• YOUR INSTRUCTIONS
Figure out the number of lines in the entries that hold the string "linked", then give that number and nothing else.

______

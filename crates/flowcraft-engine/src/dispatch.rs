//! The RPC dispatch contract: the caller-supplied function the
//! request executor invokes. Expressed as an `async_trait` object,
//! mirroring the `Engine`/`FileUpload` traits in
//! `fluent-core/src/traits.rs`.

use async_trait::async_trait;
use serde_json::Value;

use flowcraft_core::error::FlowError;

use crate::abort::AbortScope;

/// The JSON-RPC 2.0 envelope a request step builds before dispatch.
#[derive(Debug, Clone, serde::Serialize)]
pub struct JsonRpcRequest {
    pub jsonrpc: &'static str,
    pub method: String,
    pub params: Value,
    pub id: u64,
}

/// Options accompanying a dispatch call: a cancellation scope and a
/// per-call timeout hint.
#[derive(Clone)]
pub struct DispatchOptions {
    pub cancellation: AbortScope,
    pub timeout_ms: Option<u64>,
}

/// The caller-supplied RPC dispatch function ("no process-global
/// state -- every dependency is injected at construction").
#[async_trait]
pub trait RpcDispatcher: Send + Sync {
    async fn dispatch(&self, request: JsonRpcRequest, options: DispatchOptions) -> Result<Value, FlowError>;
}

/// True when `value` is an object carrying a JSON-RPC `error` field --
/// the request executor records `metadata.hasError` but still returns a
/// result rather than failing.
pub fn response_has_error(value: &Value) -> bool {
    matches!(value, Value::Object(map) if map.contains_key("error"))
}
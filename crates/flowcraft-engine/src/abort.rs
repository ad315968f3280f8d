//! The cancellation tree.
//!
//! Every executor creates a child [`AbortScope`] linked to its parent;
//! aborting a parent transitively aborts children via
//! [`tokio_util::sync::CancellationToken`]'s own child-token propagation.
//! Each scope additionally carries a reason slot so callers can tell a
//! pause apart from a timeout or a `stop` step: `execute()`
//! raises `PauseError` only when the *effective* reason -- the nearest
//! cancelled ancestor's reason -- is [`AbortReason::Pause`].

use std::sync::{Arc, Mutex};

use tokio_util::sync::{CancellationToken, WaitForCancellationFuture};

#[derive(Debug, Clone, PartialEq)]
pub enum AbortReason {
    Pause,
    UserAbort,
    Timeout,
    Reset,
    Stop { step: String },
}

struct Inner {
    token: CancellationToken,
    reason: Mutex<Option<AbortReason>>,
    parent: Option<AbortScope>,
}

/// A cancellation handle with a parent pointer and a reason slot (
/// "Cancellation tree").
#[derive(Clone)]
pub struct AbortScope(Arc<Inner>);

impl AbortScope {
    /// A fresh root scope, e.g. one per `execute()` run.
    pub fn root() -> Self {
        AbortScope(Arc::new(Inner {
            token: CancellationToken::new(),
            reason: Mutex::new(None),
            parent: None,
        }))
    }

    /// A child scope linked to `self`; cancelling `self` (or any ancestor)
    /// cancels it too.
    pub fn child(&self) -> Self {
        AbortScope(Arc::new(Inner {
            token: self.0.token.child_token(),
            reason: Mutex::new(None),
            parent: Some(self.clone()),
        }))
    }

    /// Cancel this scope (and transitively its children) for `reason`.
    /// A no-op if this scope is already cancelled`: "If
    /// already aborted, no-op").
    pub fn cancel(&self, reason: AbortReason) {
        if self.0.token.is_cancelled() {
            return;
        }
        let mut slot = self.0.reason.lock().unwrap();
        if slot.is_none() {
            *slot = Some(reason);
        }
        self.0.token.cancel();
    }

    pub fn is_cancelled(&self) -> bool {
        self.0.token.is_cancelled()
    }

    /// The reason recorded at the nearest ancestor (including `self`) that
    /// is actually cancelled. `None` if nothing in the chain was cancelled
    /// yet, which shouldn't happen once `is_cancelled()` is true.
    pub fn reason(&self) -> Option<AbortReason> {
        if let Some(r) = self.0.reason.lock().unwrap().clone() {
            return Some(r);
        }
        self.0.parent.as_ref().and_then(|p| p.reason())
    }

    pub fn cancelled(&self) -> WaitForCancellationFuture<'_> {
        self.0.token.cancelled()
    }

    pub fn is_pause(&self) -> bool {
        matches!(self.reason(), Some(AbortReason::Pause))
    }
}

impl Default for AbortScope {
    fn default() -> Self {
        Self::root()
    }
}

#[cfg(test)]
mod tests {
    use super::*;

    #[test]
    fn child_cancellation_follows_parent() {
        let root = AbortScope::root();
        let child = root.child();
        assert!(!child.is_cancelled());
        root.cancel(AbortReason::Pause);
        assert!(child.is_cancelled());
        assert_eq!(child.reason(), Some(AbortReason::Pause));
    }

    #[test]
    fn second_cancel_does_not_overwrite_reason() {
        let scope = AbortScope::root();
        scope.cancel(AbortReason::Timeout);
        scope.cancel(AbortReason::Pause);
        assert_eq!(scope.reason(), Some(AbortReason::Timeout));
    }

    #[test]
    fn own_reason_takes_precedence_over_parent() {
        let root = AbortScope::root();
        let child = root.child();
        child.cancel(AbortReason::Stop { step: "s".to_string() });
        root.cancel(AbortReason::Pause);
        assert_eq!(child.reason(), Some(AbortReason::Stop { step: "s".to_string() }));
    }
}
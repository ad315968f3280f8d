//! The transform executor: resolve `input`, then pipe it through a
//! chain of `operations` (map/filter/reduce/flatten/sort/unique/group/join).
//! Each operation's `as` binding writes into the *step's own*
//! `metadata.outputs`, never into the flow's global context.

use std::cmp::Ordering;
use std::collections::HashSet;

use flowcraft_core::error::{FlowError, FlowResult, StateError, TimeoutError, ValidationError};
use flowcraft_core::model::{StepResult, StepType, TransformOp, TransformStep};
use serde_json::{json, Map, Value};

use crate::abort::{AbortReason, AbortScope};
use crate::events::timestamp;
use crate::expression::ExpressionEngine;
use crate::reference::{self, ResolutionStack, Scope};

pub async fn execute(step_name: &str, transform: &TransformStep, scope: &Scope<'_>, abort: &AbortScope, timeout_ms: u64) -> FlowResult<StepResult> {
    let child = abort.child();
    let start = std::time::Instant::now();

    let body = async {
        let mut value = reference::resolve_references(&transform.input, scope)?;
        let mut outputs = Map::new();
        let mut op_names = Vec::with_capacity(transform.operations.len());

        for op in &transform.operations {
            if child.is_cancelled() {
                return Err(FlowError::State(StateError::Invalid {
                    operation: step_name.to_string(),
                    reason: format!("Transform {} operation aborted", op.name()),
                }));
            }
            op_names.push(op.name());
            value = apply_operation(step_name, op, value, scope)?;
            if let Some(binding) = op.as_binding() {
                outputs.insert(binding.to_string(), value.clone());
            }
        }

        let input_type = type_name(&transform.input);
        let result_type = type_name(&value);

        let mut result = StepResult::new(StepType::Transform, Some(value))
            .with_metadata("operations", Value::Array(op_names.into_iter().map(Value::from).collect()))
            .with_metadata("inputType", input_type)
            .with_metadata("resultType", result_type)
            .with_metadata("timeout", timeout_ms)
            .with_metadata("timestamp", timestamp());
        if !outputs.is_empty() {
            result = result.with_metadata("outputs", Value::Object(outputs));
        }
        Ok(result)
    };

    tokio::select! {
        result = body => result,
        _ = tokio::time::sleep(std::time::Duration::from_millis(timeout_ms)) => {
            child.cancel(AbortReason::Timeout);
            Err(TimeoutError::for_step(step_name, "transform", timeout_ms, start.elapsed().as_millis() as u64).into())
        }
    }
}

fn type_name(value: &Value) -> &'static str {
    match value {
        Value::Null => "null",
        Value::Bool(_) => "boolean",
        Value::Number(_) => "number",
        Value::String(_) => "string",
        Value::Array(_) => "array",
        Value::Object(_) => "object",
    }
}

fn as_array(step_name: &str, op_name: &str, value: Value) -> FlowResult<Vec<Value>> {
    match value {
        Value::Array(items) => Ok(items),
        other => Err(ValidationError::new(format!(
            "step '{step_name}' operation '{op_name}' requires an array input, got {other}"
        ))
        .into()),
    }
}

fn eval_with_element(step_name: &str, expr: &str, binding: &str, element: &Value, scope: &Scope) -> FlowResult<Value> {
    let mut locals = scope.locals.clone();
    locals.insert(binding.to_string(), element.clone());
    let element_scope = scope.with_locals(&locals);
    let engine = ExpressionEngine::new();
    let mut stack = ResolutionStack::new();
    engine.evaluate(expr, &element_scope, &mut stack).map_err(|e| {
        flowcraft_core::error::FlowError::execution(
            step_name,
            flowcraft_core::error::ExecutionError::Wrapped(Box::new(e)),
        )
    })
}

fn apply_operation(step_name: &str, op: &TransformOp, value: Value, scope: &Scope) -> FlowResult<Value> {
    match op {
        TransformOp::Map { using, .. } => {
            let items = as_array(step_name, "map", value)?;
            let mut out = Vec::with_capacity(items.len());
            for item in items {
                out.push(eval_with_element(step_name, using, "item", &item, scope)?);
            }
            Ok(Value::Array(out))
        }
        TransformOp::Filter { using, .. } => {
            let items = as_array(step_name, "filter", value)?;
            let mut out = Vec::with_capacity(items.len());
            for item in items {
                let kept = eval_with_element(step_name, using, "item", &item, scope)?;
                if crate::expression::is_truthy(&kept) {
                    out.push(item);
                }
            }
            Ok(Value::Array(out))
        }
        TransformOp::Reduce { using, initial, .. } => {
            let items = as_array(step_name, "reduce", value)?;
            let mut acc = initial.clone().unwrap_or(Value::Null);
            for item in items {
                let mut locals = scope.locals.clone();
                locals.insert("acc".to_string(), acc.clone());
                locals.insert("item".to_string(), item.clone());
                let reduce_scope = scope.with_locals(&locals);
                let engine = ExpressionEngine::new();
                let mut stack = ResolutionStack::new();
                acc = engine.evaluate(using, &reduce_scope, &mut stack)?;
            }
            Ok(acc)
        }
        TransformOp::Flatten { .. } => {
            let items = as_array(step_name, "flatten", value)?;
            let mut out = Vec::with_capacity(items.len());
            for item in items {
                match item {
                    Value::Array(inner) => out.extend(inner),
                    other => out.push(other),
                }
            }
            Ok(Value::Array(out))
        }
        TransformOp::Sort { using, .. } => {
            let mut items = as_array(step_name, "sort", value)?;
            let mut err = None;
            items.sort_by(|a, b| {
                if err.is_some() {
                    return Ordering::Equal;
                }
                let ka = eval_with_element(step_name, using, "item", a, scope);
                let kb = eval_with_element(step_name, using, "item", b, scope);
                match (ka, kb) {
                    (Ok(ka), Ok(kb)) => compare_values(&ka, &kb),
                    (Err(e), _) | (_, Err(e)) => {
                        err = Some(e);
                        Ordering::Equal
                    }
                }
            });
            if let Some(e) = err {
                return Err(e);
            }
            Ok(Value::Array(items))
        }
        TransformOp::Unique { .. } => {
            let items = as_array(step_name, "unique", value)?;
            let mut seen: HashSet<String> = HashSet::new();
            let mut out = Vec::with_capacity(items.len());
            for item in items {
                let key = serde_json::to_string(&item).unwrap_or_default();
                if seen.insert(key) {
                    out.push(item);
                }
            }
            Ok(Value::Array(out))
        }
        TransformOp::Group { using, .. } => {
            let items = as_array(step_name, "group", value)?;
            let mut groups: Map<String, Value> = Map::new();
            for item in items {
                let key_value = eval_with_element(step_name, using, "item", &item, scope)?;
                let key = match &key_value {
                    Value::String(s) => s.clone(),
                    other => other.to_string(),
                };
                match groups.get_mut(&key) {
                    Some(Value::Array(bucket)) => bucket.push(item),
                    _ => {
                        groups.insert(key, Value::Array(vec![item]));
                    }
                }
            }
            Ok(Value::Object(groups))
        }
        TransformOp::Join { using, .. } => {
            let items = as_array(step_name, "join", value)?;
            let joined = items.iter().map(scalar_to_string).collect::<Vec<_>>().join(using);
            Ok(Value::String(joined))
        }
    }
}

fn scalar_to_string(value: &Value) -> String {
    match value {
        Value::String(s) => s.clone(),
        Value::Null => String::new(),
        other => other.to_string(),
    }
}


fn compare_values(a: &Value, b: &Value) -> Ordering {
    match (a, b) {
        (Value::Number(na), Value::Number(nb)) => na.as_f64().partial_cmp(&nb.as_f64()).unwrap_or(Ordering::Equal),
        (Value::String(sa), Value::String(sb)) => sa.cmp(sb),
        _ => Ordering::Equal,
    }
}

______

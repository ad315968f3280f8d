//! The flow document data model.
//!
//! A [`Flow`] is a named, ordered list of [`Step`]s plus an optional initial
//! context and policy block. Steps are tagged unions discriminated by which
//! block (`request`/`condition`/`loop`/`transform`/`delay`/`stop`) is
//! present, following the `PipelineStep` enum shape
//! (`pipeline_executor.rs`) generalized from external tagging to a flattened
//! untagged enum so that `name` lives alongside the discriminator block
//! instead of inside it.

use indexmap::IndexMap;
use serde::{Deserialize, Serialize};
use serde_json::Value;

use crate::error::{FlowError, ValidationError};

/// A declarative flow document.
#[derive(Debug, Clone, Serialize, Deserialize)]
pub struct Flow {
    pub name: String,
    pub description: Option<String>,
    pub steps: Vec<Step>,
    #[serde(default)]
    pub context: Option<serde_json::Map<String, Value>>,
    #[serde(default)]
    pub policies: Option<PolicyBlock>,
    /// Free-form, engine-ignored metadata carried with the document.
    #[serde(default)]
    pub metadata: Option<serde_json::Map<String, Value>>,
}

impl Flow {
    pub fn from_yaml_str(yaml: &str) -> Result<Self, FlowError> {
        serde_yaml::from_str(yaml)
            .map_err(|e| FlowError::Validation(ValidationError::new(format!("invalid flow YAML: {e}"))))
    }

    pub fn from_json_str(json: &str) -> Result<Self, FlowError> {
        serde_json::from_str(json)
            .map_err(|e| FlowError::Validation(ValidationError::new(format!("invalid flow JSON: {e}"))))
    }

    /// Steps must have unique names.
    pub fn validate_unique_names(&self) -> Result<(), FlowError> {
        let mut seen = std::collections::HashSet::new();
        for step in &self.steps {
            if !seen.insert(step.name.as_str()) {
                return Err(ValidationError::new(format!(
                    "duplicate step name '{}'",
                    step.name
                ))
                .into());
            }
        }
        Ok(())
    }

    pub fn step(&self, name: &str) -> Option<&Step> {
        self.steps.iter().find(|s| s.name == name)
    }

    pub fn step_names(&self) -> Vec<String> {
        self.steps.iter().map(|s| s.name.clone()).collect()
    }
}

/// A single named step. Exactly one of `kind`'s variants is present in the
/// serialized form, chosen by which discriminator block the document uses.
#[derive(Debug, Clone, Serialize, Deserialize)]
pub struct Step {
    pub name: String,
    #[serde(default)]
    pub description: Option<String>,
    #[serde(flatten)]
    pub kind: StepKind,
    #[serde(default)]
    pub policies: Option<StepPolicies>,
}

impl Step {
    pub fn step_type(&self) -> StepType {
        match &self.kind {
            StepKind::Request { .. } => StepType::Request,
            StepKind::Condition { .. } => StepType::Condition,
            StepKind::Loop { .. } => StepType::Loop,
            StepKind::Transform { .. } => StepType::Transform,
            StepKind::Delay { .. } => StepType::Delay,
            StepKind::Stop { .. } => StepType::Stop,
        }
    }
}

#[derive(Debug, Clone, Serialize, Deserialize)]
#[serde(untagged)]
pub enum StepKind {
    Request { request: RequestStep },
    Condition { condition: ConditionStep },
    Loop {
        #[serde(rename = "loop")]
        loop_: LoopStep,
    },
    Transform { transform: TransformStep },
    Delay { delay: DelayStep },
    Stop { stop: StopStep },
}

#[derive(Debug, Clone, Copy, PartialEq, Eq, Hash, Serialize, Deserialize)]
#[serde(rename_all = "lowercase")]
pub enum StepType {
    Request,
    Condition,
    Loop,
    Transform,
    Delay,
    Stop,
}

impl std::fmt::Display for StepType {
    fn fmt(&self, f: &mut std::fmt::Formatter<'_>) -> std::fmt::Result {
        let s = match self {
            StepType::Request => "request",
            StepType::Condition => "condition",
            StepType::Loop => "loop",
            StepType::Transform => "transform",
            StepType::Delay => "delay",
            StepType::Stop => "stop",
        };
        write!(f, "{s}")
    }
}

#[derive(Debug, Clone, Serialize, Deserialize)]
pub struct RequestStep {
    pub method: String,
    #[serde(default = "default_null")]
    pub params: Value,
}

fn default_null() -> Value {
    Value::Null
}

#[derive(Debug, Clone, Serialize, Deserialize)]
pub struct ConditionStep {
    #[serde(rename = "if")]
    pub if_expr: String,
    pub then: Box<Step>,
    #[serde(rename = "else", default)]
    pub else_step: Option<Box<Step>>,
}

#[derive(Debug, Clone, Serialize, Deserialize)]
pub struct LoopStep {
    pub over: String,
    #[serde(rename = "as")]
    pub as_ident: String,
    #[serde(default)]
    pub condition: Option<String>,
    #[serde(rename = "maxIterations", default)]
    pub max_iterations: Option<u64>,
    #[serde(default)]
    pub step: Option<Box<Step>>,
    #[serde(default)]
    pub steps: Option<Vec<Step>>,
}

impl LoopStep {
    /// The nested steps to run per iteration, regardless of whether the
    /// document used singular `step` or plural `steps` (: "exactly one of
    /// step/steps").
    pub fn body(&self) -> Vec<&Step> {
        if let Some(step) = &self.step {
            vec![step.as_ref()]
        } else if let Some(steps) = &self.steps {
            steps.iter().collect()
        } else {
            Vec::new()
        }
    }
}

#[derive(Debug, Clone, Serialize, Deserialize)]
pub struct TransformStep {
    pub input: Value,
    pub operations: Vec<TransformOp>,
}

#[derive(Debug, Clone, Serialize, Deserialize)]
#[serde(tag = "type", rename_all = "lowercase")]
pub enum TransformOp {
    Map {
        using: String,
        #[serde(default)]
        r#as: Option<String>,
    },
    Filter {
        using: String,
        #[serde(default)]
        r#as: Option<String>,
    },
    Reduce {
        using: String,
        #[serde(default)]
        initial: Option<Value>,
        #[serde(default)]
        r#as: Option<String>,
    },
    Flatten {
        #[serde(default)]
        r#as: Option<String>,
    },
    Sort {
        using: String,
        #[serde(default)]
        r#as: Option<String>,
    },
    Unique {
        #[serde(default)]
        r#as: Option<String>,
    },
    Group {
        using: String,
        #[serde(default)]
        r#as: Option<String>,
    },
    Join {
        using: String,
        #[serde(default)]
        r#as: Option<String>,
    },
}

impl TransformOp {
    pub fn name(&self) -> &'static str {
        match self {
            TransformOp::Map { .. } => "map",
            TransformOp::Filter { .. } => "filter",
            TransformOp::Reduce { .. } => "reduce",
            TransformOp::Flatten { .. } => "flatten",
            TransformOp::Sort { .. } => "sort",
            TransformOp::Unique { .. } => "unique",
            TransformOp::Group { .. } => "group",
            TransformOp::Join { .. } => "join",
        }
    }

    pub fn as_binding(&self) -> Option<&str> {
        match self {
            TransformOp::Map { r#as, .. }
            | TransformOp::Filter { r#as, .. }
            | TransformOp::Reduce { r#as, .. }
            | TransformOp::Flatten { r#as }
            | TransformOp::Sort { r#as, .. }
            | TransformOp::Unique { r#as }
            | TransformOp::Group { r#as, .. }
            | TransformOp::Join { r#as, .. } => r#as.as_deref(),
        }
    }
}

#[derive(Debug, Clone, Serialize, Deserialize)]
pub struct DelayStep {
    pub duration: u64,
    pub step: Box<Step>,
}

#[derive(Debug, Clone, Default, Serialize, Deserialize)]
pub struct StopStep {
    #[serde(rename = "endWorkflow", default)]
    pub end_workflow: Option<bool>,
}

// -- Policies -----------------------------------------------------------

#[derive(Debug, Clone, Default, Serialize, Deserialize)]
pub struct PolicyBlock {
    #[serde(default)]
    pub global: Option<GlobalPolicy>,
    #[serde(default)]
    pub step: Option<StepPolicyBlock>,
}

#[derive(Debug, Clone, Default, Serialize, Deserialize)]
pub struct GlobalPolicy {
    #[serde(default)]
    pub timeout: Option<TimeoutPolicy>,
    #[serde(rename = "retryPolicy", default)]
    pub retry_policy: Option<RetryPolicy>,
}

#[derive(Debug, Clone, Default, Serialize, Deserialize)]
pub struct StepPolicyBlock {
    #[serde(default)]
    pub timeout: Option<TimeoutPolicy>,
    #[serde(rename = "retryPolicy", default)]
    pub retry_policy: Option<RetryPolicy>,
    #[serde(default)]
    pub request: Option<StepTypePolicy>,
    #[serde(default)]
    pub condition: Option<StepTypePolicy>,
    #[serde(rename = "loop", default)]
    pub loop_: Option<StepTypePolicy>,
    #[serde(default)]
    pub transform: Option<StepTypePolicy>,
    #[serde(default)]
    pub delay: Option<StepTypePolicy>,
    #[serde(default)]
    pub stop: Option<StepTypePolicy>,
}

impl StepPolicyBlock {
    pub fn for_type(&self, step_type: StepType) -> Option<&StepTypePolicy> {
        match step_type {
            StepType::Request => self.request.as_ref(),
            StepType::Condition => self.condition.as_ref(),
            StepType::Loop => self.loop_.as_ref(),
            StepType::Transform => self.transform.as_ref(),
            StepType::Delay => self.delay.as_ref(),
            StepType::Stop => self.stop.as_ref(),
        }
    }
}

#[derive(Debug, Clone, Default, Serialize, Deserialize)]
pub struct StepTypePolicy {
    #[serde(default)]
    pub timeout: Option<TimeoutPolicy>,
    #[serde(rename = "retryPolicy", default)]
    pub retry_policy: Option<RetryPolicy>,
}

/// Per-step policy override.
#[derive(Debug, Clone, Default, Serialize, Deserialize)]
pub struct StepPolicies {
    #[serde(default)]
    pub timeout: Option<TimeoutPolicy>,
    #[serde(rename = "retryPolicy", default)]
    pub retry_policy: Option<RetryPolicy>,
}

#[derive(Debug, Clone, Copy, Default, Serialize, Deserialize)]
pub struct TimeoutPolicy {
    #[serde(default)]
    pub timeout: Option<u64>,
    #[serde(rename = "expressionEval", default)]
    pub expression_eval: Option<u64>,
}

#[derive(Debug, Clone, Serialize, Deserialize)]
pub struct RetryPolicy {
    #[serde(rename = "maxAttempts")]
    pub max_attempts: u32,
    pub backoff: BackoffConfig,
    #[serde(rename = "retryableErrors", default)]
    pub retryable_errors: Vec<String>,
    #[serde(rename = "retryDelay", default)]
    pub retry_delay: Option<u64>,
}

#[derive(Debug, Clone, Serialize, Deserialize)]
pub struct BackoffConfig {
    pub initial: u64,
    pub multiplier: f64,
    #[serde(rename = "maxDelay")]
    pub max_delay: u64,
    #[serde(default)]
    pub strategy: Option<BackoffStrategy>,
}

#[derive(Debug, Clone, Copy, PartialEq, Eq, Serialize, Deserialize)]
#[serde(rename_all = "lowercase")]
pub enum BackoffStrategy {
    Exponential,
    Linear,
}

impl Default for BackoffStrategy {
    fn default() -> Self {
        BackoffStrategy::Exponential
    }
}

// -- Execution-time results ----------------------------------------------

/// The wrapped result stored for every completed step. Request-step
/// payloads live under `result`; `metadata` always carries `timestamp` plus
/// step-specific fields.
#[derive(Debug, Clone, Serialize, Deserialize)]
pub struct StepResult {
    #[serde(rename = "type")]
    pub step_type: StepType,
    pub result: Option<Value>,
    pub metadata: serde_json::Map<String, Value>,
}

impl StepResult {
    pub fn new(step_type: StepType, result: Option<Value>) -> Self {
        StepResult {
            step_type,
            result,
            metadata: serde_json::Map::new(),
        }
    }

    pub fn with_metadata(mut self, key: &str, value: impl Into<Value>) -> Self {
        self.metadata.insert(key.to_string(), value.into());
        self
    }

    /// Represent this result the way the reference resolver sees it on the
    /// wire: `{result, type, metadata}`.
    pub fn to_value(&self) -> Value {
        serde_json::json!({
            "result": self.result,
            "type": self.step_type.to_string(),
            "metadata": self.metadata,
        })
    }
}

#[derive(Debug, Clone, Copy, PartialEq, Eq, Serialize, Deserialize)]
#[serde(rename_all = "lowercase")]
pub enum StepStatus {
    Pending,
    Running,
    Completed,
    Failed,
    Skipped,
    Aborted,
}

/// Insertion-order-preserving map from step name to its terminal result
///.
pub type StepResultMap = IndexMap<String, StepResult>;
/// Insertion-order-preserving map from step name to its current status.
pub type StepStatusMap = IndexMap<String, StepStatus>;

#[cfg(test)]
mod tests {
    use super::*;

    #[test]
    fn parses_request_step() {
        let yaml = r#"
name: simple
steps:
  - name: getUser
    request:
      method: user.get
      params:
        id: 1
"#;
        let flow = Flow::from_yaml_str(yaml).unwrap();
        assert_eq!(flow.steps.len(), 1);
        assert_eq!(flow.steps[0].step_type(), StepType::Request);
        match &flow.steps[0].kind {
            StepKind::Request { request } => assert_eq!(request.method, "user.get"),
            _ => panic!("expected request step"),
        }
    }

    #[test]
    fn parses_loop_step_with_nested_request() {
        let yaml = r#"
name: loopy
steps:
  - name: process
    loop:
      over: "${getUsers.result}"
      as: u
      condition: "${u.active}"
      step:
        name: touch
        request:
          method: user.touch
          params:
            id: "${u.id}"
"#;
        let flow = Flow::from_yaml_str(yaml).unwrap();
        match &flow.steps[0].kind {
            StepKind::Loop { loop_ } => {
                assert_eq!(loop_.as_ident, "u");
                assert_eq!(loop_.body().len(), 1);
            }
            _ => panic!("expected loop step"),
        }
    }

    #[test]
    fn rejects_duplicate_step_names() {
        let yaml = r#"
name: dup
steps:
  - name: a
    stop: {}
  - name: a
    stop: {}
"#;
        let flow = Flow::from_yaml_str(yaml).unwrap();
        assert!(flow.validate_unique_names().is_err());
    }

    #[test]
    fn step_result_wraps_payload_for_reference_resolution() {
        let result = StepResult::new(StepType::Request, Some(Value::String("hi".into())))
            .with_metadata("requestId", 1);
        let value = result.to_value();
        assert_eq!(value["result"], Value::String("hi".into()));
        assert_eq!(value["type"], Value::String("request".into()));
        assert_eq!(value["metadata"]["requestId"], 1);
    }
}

______

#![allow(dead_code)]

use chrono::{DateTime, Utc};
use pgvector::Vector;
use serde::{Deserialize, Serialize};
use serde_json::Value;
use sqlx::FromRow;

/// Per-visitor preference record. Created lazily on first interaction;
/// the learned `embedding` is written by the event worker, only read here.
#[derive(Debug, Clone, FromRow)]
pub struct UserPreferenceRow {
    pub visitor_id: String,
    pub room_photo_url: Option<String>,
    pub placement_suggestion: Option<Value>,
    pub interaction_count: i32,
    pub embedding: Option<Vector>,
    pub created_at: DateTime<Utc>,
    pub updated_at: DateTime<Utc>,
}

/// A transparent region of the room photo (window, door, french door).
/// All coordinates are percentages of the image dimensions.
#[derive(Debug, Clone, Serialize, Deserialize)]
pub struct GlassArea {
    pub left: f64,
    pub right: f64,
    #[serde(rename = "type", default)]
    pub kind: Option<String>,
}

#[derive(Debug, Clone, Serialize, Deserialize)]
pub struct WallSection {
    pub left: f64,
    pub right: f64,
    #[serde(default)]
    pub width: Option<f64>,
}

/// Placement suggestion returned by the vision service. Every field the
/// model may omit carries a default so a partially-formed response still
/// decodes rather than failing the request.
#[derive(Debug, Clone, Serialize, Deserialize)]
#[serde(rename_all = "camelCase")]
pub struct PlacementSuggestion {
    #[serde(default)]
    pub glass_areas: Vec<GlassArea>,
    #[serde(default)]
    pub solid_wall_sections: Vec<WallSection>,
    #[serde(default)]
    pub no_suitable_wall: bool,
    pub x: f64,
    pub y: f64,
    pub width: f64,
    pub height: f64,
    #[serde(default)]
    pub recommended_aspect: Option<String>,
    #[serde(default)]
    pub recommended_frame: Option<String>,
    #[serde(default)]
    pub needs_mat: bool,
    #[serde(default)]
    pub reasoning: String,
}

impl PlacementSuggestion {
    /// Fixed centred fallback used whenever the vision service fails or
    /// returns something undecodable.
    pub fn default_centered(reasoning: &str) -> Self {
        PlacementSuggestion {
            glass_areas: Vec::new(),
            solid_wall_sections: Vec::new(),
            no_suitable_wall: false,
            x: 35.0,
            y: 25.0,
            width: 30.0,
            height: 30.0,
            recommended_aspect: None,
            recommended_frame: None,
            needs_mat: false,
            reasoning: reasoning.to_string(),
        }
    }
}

______

• TASK OUTPUT
2